Many coffee lovers are asking what is white coffee? It can be a beverage that is difficult to correctly define with there a fair bit of confusion as what it is depending on who you are talking to, – is it a flat white, a latte.

To us coffee lovers and coffee enthusiasts, a white coffee is a white roast, a coffee that has been roasted to a roast profile that is a little lighter than a blonde roast.

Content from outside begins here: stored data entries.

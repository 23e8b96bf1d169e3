//! Process-local record of which coordination locks this process holds.
//!
//! The signal watcher consults it to clean up lock files before exiting.
//! Guards and the watcher serialize on the same mutex: a guard removes its
//! file and deregisters under the mutex, and an eviction keeps the mutex until
//! the process is gone. That way a file is only ever unlinked while this
//! process still holds the advisory lock on it.

use std::path::{Path, PathBuf};
use std::sync::{Arc, Mutex, MutexGuard, PoisonError};

/// Shared handle to the held-lock registry.
#[derive(Debug, Clone, Default)]
pub struct HeldLocks {
    inner: Arc<Mutex<Vec<PathBuf>>>,
}

impl HeldLocks {
    pub fn new() -> Self {
        Self::default()
    }

    fn entries(&self) -> MutexGuard<'_, Vec<PathBuf>> {
        self.inner.lock().unwrap_or_else(PoisonError::into_inner)
    }

    pub(super) fn register(&self, path: &Path) {
        self.entries().push(path.to_path_buf());
    }

    /// Run `remove` and drop the entry for `path` as one step.
    ///
    /// Does nothing if the entry was already evicted.
    pub(super) fn deregister_with<F: FnOnce()>(&self, path: &Path, remove: F) {
        let mut entries = self.entries();
        if let Some(pos) = entries.iter().position(|p| p == path) {
            remove();
            entries.swap_remove(pos);
        }
    }

    /// Whether this process currently holds the lock at `path`.
    #[cfg(test)]
    pub fn is_held(&self, path: &Path) -> bool {
        self.entries().iter().any(|p| p == path)
    }

    /// Remove the backing file of every held lock and freeze the registry.
    ///
    /// The advisory locks stay held; the caller is expected to exit the
    /// process while the returned value is alive, which drops them.
    pub fn evict(&self) -> Eviction<'_> {
        let entries = self.entries();
        let mut removed = 0;
        for path in entries.iter() {
            if super::guard::remove_backing_file(path) {
                removed += 1;
            }
        }
        Eviction {
            _entries: entries,
            removed,
        }
    }
}

/// Keeps the registry frozen after an eviction.
#[derive(Debug)]
pub struct Eviction<'a> {
    _entries: MutexGuard<'a, Vec<PathBuf>>,
    /// Number of lock files removed.
    pub removed: usize,
}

What is it? Where does it come from? How do you brew it? Keep reading to find out the answers to these questions!

What Is White Coffee?

White coffee is a very light roast of coffee beans that have taken green coffee beans and roasted them with the specific goal of producing a very notable nutty flavor and when using specialty grade coffee a very light roast like a white coffee will get all the nuances and unique flavors from the origin in your cup of coffee.

It is also often called a half roast by master roasters due to the significantly reduced roasting time of 5 min or 6 min when compared to the next roast level up, a blonde roast which requires 10 min to 15 minutes for roasting.

The roasting temperature is also different as White coffee is roasted at a reduced temperature of 325F (162C) while a blonde roast is roasted at 355F to 400F (180C to 205C).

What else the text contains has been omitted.